Last month, I talked about New Year’s Resolutions and Our Immunity to Change so I was very intrigued when I read the title of Michael Pollan’s new book: How to Change Your Mind- What the New Science of Psychedelics Teaches Us About Consciousness, Dying, Addiction, Depression and Transcendence. Michael Pollan has written 5 New York Times best sellers including Food Rules; In Defense of Food; and The Omnivore’s Dilemma. He teaches at Harvard and at U.C. Berkeley; he presented his book last May at Talks at Google and he has been selected to speak at the 2019 edition of Wisdom 2.0 conference which I will be attending next March. So despite my initial reluctance to engage with the topic, I not only read the book but I am now writing about it here.
What I find particularly interesting about the book is the fact that, at a time where mental healthcare is in a state of crisis, Pollan is suggesting that psychedelics could become a tool for understanding and healing the mind. Also, the overlapping of psychological and spiritual studies with the findings of neuroscience and newly developed brain imaging techniques is staggering.
While the subject of this book may, at first, seem to be a departure from Pollan’s interest in food and Nature, there is actually a common thread with his previous work as he first discusses plants that change human consciousness such as coffee, tobacco or magic mushrooms. He goes on to describe the natural history and ancient lineage that different cultures around the world have with experiencing with hallucinogens, typically in a sacred rite of passage ceremony, with guidance by elders. He investigates a number of scientific experiments conducted since 1990 at Harvard, Johns Hopkins, N.Y.U., U.C.L.A. and Imperial College London and describes it as a renaissance. And finally he talks about his own experimenting with the drugs.

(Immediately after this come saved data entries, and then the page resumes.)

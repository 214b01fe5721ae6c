//! Time utilities and abstractions
//!
//! CareBridge records every timestamp as wall-clock milliseconds since the
//! UNIX epoch. Components that stamp records take a [`Clock`] so tests can
//! pin time with [`MockClock`] instead of sleeping.
//!
//! ## Usage
//!
//! ```rust
//! # #[cfg(feature = "runtime")]
//! # {
//! use std::time::Duration;
//!
//! use carebridge_common::time::{Clock, MockClock};
//!
//! let clock = MockClock::at(1_700_000_000_000);
//! clock.advance(Duration::from_secs(5));
//! assert_eq!(clock.now_millis(), 1_700_000_005_000);
//! # }
//! ```

pub mod clock;

pub use clock::{Clock, MockClock, SystemClock};
//! `Display`/`FromStr` for the domain's string-tagged enums
//!
//! ```rust
//! use carebridge_domain::impl_domain_status_conversions;
//!
//! #[derive(Debug, Clone, Copy, PartialEq, Eq)]
//! pub enum ToastVariant {
//!     Default,
//!     Destructive,
//! }
//!
//! impl_domain_status_conversions!(ToastVariant {
//!     Default => "default",
//!     Destructive => "destructive",
//! });
//!
//! assert_eq!("Destructive".parse::<ToastVariant>(), Ok(ToastVariant::Destructive));
//! ```

/// Map each variant to a lowercase tag. Parsing ignores ASCII case and
/// reports the enum name on failure.
///
/// Paths are fully qualified so call sites may shadow `Result`.
#[macro_export]
macro_rules! impl_domain_status_conversions {
    ($enum_name:ident { $($variant:ident => $tag:literal),+ $(,)? }) => {
        impl ::std::fmt::Display for $enum_name {
            fn fmt(&self, f: &mut ::std::fmt::Formatter<'_>) -> ::std::fmt::Result {
                f.write_str(match self {
                    $(Self::$variant => $tag,)+
                })
            }
        }

        impl ::std::str::FromStr for $enum_name {
            type Err = String;

            fn from_str(s: &str) -> ::std::result::Result<Self, Self::Err> {
                $(
                    if s.eq_ignore_ascii_case($tag) {
                        return Ok(Self::$variant);
                    }
                )+
                Err(format!("unknown {} '{}'", stringify!($enum_name), s))
            }
        }
    };
}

Pollan’s interest in the topic started in 2015 when he learned of a peer-reviewed scientific paper authored by a team at Hopkins in the journal Psychopharmacology titled “Psilocybin Can Occasion Mystical-Type Experience Having Substantial and Sustained Personal meaning and Spiritual Significance” and wrote a New Yorker article titled The Trip Treatment- Research into psychedelics, shut down for decades, is now yielding exciting results. This article and the book point to studies with volunteers subject to depression, addiction or dying from cancer, who under the influence of these molecules, experienced “springing out of their mental jails”, “I felt free, carefree, reenergized”, “I was not immersed in thoughts patterns”. These interestingly enough are also benefits of meditation, prayers, coaching, psychotherapy and other modalities such as fasting, breathing techniques, sensory deprivation or trance dancing. And this is where neuroscience comes in: fMRI results of volunteers under the influence of psychedelics in these clinically controlled studies show striking similarities to fMRI results of long-time meditating monks and, in both situations, the stories told after this experience by the participants are of ego-dissolution.

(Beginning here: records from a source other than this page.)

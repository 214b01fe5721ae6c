//! Integration tests for OfflineRuntime against a mock CRM API
//!
//! **Coverage:**
//! - Happy path: queue → HTTP 201 → queue empty, `synced` toast
//! - Server outage: 503 → background sync fires → retry succeeds
//! - Offline at startup: health check fails → watcher sees recovery → drain
//! - Missing transport is rejected at startup
//!
//! **Infrastructure:**
//! - WireMock HTTP server (simulates the CRM API)
//! - Real file storage in a tempdir

use std::time::Duration;

use carebridge_common::testing::poll_until;
use carebridge_domain::{
    CareBridgeError, CrmAction, NewContact, OfflineConfig, StatusEvent, StatusKind,
    StorageBackendKind,
};
use carebridge_infra::OfflineRuntime;
use serde_json::json;
use tempfile::TempDir;
use tokio::sync::broadcast;
use wiremock::matchers::{header_exists, method, path};
use wiremock::{Mock, MockServer, ResponseTemplate};

// ============================================================================
// Helpers
// ============================================================================

fn config_for(server: &MockServer, dir: &TempDir) -> OfflineConfig {
    let mut config = OfflineConfig::default();
    config.storage.backend = StorageBackendKind::File;
    config.storage.path = dir.path().join("offline");
    config.remote.base_url = Some(server.uri());
    config.remote.request_timeout_secs = 2;
    config.sync.connectivity_poll_interval_secs = 1;
    config.sync.background_sync_delay_secs = 1;
    config
}

async fn mount_health(server: &MockServer, status: u16) {
    Mock::given(method("GET"))
        .and(path("/health"))
        .respond_with(ResponseTemplate::new(status))
        .mount(server)
        .await;
}

fn new_contact(name: &str) -> CrmAction {
    CrmAction::CreateContact(NewContact {
        name: name.to_string(),
        email: Some(format!("{}@example.com", name.to_lowercase())),
        phone: None,
        organization_id: None,
    })
}

async fn wait_for_kind(
    rx: &mut broadcast::Receiver<StatusEvent>,
    kind: StatusKind,
) -> Option<StatusEvent> {
    tokio::time::timeout(Duration::from_secs(5), async {
        loop {
            match rx.recv().await {
                Ok(event) if event.kind == kind => return Some(event),
                Ok(_) | Err(broadcast::error::RecvError::Lagged(_)) => {}
                Err(broadcast::error::RecvError::Closed) => return None,
            }
        }
    })
    .await
    .ok()
    .flatten()
}

// ============================================================================
// Tests
// ============================================================================

#[tokio::test(flavor = "multi_thread")]
async fn queued_action_is_delivered_with_idempotency_key() {
    let server = MockServer::start().await;
    mount_health(&server, 200).await;
    Mock::given(method("POST"))
        .and(path("/actions/createContact"))
        .and(header_exists("Idempotency-Key"))
        .respond_with(ResponseTemplate::new(201))
        .expect(1)
        .mount(&server)
        .await;

    let dir = TempDir::new().unwrap();
    let runtime = OfflineRuntime::builder(config_for(&server, &dir)).start().await.unwrap();
    assert!(runtime.service().is_online());
    assert!(runtime.is_watching_connectivity());

    let mut status = runtime.subscribe_status();
    let action = runtime.service().queue_crm_action(new_contact("Grace")).unwrap();

    let synced = wait_for_kind(&mut status, StatusKind::Synced).await;
    assert!(synced.is_some(), "expected a synced toast");
    assert_eq!(runtime.service().pending_action_count(), 0);
    assert!(runtime.service().last_sync_timestamp().is_some());

    let requests = server.received_requests().await.unwrap();
    let post = requests
        .iter()
        .find(|r| r.method.as_str() == "POST")
        .expect("the action should have been posted");
    let key = post.headers.get("Idempotency-Key").unwrap().to_str().unwrap();
    assert_eq!(key, action.id);
    let body: serde_json::Value = serde_json::from_slice(&post.body).unwrap();
    assert_eq!(body["name"], json!("Grace"));

    runtime.shutdown().await.unwrap();
}

#[tokio::test(flavor = "multi_thread")]
async fn server_outage_is_retried_by_background_sync() {
    let server = MockServer::start().await;
    mount_health(&server, 200).await;
    Mock::given(method("POST"))
        .and(path("/actions/logActivity"))
        .respond_with(ResponseTemplate::new(503))
        .up_to_n_times(1)
        .mount(&server)
        .await;
    Mock::given(method("POST"))
        .and(path("/actions/logActivity"))
        .respond_with(ResponseTemplate::new(200))
        .mount(&server)
        .await;

    let dir = TempDir::new().unwrap();
    let runtime = OfflineRuntime::builder(config_for(&server, &dir)).start().await.unwrap();

    runtime
        .service()
        .queue_action("logActivity", json!({ "subjectId": "p-1", "kind": "call", "note": "x" }));

    let service = runtime.service().clone();
    let drained = poll_until(Duration::from_secs(5), Duration::from_millis(50), || {
        let service = service.clone();
        async move { service.pending_action_count() == 0 }
    })
    .await;
    assert!(drained, "background sync should have retried the action");

    let posts = server
        .received_requests()
        .await
        .unwrap()
        .into_iter()
        .filter(|r| r.method.as_str() == "POST")
        .count();
    assert_eq!(posts, 2);
    assert!(runtime.service().dead_letter_actions().is_empty());

    runtime.shutdown().await.unwrap();
}

#[tokio::test(flavor = "multi_thread")]
async fn offline_start_drains_once_health_recovers() {
    let server = MockServer::start().await;
    mount_health(&server, 503).await;

    let dir = TempDir::new().unwrap();
    let runtime = OfflineRuntime::builder(config_for(&server, &dir)).start().await.unwrap();
    assert!(!runtime.service().is_online());

    let mut status = runtime.subscribe_status();
    runtime.service().queue_crm_action(new_contact("Ada")).unwrap();
    assert!(wait_for_kind(&mut status, StatusKind::Queued).await.is_some());
    assert_eq!(runtime.service().pending_action_count(), 1);

    server.reset().await;
    mount_health(&server, 200).await;
    Mock::given(method("POST"))
        .and(path("/actions/createContact"))
        .respond_with(ResponseTemplate::new(201))
        .mount(&server)
        .await;

    assert!(wait_for_kind(&mut status, StatusKind::WentOnline).await.is_some());
    let service = runtime.service().clone();
    let drained = poll_until(Duration::from_secs(5), Duration::from_millis(50), || {
        let service = service.clone();
        async move { service.pending_action_count() == 0 }
    })
    .await;
    assert!(drained);

    runtime.shutdown().await.unwrap();
}

#[tokio::test]
async fn missing_transport_is_a_config_error() {
    let mut config = OfflineConfig::default();
    config.storage.backend = StorageBackendKind::Memory;

    let result = OfflineRuntime::builder(config).start().await;
    assert!(matches!(result, Err(CareBridgeError::Config(_))));
}

#[tokio::test]
async fn invalid_config_is_rejected_before_storage_opens() {
    let dir = TempDir::new().unwrap();
    let mut config = OfflineConfig::default();
    config.storage.path = dir.path().join("never-created");
    config.sync.max_attempts = 0;

    let result = OfflineRuntime::builder(config).start().await;
    assert!(matches!(result, Err(CareBridgeError::Config(_))));
    assert!(!dir.path().join("never-created").exists());
}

Pollan then goes on to demonstrating, using neuroscientific studies, that these benefits are obtained when the brain Default Mode Network (DMN) is unplugged. The DMN is a part of the brain that is activated when our mind wanders, when we self-reflect, when we are immersed in our narrative self, our beliefs and stories, when we ruminate; it’s highly related to our sense of self or ego. Pollan says: “if ego has an address, it’s in the DMN”.
Furthermore, the deregulation of the DMN allows for different parts of the brain to talk to each other without connecting through the DMN and therefore creating new pathways in the brain. And that is also the phenomenon that Dr. Alice Gopnik (U.C. Berkeley) points to in her book The Philosophical Baby- What Children's Minds Tell Us About Truth, Love, and the Meaning of Life where she explains that babies are actually more creative, more conscious and smarter than adults because their DMN has not yet been developed, allowing for more exploration while problem solving. Also, Robin Carhart-Harris from Imperial College London talks about a high-entropy brain and of expansion of consciousness when DMN is turned off. (If you are interested in delving into the topic, there is a lengthy youTube video, mentioned in the book, where both professors exchange on this).
So, what begins as an journalistic investigation into the study of psychedelics from the historical and scientific perspectives turns out to be a voyage into different states of consciousness and what it means to be present to one’s life, both in happiness and in suffering. It’s a fascinating read (and I have not even mentioned here the experimentations that went on at Esalen in the sixties and seventies, or the intersection of high-tech in Silicon Valley and LSD back then as well as now in the form of research funding).
And, may be most poignantly, the book gives us hope for possible new developments into mental healthcare, a critical issue in our society and culture.